Flashback
(günümüzden 2 yıl önce)"Jimin seni geldin canım? Bak yemek sıcak soğutmadan ye istersen."
Dış kapıyı kapatırken salondan gelen hoseok hyungun sesine gülümsedim. 1 yıldır nerdeyse her anımda o vardı. Bana çok güzel destek çıkıyordu. O olmasa ne yapardım diye düşündüm içimden.

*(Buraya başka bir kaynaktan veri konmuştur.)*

use chrono::NaiveDate;
use serde::{Deserialize, Serialize};
use std::fmt;
use std::str::FromStr;

#[derive(Debug, Clone, Copy, PartialEq, Eq, Hash, Serialize, Deserialize)]
#[serde(rename_all = "lowercase")]
pub enum OutcomeLabel {
    Value,
    Trap,
    Neutral,
}

impl OutcomeLabel {
    pub fn as_str(&self) -> &'static str {
        match self {
            OutcomeLabel::Value => "value",
            OutcomeLabel::Trap => "trap",
            OutcomeLabel::Neutral => "neutral",
        }
    }

    /// Only value/trap snapshots are served to players.
    pub fn is_playable(&self) -> bool {
        !matches!(self, OutcomeLabel::Neutral)
    }
}

impl fmt::Display for OutcomeLabel {
    fn fmt(&self, f: &mut fmt::Formatter<'_>) -> fmt::Result {
        f.write_str(self.as_str())
    }
}

impl FromStr for OutcomeLabel {
    type Err = anyhow::Error;

    fn from_str(s: &str) -> Result<Self, Self::Err> {
        match s {
            "value" => Ok(OutcomeLabel::Value),
            "trap" => Ok(OutcomeLabel::Trap),
            "neutral" => Ok(OutcomeLabel::Neutral),
            other => anyhow::bail!("unknown outcome label: {other}"),
        }
    }
}

#[derive(Debug, Clone, Copy, PartialEq, Eq, Hash, Serialize, Deserialize)]
#[serde(rename_all = "lowercase")]
pub enum Difficulty {
    Easy,
    Medium,
    Hard,
}

impl Difficulty {
    pub fn as_str(&self) -> &'static str {
        match self {
            Difficulty::Easy => "easy",
            Difficulty::Medium => "medium",
            Difficulty::Hard => "hard",
        }
    }
}

impl fmt::Display for Difficulty {
    fn fmt(&self, f: &mut fmt::Formatter<'_>) -> fmt::Result {
        f.write_str(self.as_str())
    }
}

impl FromStr for Difficulty {
    type Err = anyhow::Error;

    fn from_str(s: &str) -> Result<Self, Self::Err> {
        match s {
            "easy" => Ok(Difficulty::Easy),
            "medium" => Ok(Difficulty::Medium),
            "hard" => Ok(Difficulty::Hard),
            other => anyhow::bail!("unknown difficulty: {other}"),
        }
    }
}

/// Forward prices, returns and labels computed for one snapshot date.
#[derive(Debug, Clone, PartialEq, Serialize, Deserialize)]
pub struct Outcome {
    pub snapshot_date: NaiveDate,
    pub price_at_snapshot: f64,
    pub price_at_6mo: Option<f64>,
    pub price_at_12mo: Option<f64>,
    pub price_at_24mo: f64,
    pub return_6mo: Option<f64>,
    pub return_12mo: Option<f64>,
    pub return_24mo: f64,
    pub outcome_label: OutcomeLabel,
    pub difficulty: Difficulty,
}

/// A persisted snapshot. Labels never change after insert; only the play
/// counters do.
#[derive(Debug, Clone, PartialEq, Serialize, Deserialize)]
pub struct Snapshot {
    pub id: i64,
    pub instrument_id: i64,
    #[serde(flatten)]
    pub outcome: Outcome,
    pub times_played: i32,
    pub correct_guesses: i32,
}
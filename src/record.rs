//! Flat per-video records produced by the loader.

use std::fmt;

use chrono::{DateTime, Utc};
use serde::{Deserialize, Serialize};

/// Closed set of content categories.
///
/// Variant order is the label order used when tables are sorted by category.
#[derive(Debug, Clone, Copy, PartialEq, Eq, PartialOrd, Ord, Hash, Serialize, Deserialize)]
#[serde(rename_all = "lowercase")]
pub enum ContentType {
    Ad,
    Image,
    Video,
}

impl ContentType {
    pub fn as_str(self) -> &'static str {
        match self {
            ContentType::Ad => "ad",
            ContentType::Image => "image",
            ContentType::Video => "video",
        }
    }
}

impl fmt::Display for ContentType {
    fn fmt(&self, f: &mut fmt::Formatter<'_>) -> fmt::Result {
        f.write_str(self.as_str())
    }
}

/// Non-standard content markers carried over from the source document.
///
/// The producer does not keep these mutually exclusive.
#[derive(Debug, Clone, Copy, Default, PartialEq, Eq)]
pub struct ContentFlags {
    pub image_post: bool,
    pub is_ad: bool,
}

/// One metadata document reduced to the fields the pipeline needs.
#[derive(Debug, Clone, PartialEq, Eq)]
pub struct NormalizedRecord {
    pub id: String,
    pub created_at: DateTime<Utc>,
    pub likes: u64,
    pub comments: u64,
    pub views: u64,
    pub flags: ContentFlags,
    /// Filled in by the classifier.
    pub content_type: Option<ContentType>,
}

impl NormalizedRecord {
    pub fn new(id: impl Into<String>, created_at: DateTime<Utc>) -> Self {
        NormalizedRecord {
            id: id.into(),
            created_at,
            likes: 0,
            comments: 0,
            views: 0,
            flags: ContentFlags::default(),
            content_type: None,
        }
    }

    /// Set the engagement counters (likes, comments, views).
    pub fn with_engagement(mut self, likes: u64, comments: u64, views: u64) -> Self {
        self.likes = likes;
        self.comments = comments;
        self.views = views;
        self
    }

    pub fn with_flags(mut self, flags: ContentFlags) -> Self {
        self.flags = flags;
        self
    }

    pub fn with_content_type(mut self, content_type: ContentType) -> Self {
        self.content_type = Some(content_type);
        self
    }
}

#[cfg(test)]
mod tests {
    use super::*;
    use chrono::TimeZone;

    #[test]
    fn test_content_type_labels() {
        assert_eq!(ContentType::Ad.to_string(), "ad");
        assert_eq!(ContentType::Image.to_string(), "image");
        assert_eq!(ContentType::Video.to_string(), "video");
    }

    #[test]
    fn test_content_type_orders_by_label() {
        let mut types = vec![ContentType::Video, ContentType::Ad, ContentType::Image];
        types.sort();
        assert_eq!(
            types,
            vec![ContentType::Ad, ContentType::Image, ContentType::Video]
        );
    }

    #[test]
    fn test_new_record_defaults_counters_to_zero() {
        let ts = Utc.with_ymd_and_hms(2024, 5, 1, 12, 0, 0).unwrap();
        let record = NormalizedRecord::new("7301", ts);

        assert_eq!(record.likes, 0);
        assert_eq!(record.comments, 0);
        assert_eq!(record.views, 0);
        assert_eq!(record.flags, ContentFlags::default());
        assert!(record.content_type.is_none());
    }
}
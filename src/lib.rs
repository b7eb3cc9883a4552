//! Engagement and posting-cadence statistics over collected video metadata.
//!
//! Flow: [`loader`] reads `*_metadata.json` documents, [`classifier`] assigns
//! a content type, [`analyzers`] computes engagement means, content shares
//! and weekly posting velocity, and [`output`] writes the tables.

pub mod analyzers;
pub mod classifier;
pub mod config;
pub mod error;
pub mod loader;
pub mod output;
pub mod parser;
pub mod pipeline;
pub mod record;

'Hayır hyung aç değilim, canım birşey istemiyor. Duş alıp uyuycağım.'
Salonun kapısına yaslanıp ona baktığımda bir çift gözün hüzünlü bakışlarını yakaladım. Bu bakışların sebebini biliyordum. Kollarını açıp yanına gelmemi söyleyen gözlere dayanamayarak yanına adımladım. Kollarına sığınarak sarıldığımda gözlerimden istemsizce yaşlar gelmişti. Hoseok hyung taehyung ve beni biliyordu. Ayrılığımızın üstünden 1 yıl geçmişti ve hoseok hyung her zaman yanımda olmuştu. Ne kadar bana taehyung'a geri dönmemi söylesede bunu yapamayacağımı söylüyordum. Benim o kadar cesaretim yoktu. Ondan ayrıldığımdan beri üzüntüm vücuduma yansımıştı. Gün geçtikçe kilo veriyor ve psikolojik olarak çöküyordum. Hoseok hyungda buna şahit oluyordu. Avukatlığa devam ediyordum ancak girdiğim her davada kaybettiğim için bir kaç aydır ara vermiştim. Bugünde sadece hava almak için dışarı çıkmıştım.
Hoseok hyungtan ayrıldıktan sonra yanındaki koltuğa oturmuştum. O hala bana 'git ona' der gibi baksada ona bakacak yüzüm yoktu. Gidemezdim.
"Jimin ikinize de yazık. Bak gün geçtikçe sağlığından oluyorsun. İşine de ara verdin. İkimizde birbirinize iyi geliyorken bu ayrılık niye?"
Yapmazdım işte. O daha yeni düzelmişken, uygulamayı satıp yeni yeni şirketin başına geçmişken olmazdı.
"Hyung anlamıyorsun. O işini yeni eline aldı. Eğer yanına gidersem sanki parası için gitmiş gibi olacağım. Ben öyle gözükmek istemiyorum hyung. Çıkarcı gibi gözükmek istemiyorum."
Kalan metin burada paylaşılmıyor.